Data to examine:

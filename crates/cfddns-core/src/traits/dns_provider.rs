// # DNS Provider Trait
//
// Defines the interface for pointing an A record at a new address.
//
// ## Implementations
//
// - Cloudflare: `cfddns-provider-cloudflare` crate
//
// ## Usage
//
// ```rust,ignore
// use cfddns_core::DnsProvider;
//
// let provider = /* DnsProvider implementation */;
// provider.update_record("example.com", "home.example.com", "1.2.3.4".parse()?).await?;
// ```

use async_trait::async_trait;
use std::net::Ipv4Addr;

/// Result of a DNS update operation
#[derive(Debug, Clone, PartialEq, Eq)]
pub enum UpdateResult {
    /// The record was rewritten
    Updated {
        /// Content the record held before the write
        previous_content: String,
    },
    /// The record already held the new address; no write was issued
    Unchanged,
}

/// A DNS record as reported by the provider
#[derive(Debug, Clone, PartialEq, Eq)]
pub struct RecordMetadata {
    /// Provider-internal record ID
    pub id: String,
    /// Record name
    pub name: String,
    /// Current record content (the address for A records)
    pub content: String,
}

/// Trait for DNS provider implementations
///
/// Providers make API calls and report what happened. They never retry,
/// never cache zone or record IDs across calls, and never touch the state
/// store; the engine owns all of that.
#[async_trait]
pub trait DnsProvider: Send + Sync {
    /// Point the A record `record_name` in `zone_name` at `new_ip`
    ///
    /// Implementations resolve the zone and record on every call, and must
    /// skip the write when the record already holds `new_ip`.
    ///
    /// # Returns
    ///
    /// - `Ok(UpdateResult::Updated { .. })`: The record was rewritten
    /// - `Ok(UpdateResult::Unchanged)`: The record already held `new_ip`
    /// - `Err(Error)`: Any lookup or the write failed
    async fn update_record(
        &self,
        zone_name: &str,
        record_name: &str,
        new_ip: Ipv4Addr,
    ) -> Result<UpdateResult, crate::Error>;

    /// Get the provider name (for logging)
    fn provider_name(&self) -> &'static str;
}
* * *
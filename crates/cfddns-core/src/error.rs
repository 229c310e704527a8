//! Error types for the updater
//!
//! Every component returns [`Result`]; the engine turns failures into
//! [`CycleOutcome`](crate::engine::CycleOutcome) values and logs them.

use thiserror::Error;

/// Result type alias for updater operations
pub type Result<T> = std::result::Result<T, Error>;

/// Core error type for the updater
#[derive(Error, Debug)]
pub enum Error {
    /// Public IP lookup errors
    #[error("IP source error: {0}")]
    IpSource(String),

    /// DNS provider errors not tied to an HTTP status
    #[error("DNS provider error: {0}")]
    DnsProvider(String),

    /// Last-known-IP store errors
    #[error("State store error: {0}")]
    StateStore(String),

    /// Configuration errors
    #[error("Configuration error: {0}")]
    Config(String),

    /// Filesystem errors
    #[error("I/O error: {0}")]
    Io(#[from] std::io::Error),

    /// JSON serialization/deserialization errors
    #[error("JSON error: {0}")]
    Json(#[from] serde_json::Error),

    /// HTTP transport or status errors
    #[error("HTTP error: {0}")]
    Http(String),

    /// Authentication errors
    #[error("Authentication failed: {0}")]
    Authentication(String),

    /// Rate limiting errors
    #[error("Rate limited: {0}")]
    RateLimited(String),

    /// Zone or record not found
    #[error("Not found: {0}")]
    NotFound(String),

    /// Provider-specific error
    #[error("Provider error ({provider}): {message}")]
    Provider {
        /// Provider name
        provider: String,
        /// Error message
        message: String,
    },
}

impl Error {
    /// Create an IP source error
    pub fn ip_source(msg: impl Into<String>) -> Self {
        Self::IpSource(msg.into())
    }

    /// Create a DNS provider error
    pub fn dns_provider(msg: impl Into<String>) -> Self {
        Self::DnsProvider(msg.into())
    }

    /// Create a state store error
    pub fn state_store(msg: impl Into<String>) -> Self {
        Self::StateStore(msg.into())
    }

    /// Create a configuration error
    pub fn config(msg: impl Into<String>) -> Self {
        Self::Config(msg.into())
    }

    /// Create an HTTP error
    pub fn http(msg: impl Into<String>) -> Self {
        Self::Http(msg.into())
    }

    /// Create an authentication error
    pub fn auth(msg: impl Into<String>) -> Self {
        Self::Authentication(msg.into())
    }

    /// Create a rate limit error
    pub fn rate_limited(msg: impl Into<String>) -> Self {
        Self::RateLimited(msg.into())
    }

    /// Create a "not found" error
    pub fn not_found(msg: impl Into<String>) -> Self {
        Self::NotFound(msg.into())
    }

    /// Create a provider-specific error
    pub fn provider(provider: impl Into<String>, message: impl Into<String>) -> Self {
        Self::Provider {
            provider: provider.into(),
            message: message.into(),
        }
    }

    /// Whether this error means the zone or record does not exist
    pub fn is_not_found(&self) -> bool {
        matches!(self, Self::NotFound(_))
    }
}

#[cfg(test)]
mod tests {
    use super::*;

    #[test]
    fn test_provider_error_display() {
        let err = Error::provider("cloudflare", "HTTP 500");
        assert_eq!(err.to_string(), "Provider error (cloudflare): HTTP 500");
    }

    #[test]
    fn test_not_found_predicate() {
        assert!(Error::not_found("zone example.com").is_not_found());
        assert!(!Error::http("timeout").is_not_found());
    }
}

Exercise instructions:
What lines above mention "StateStore"? Copy each one.

Answer to this problem:
    StateStore(String),
        Self::StateStore(msg.into())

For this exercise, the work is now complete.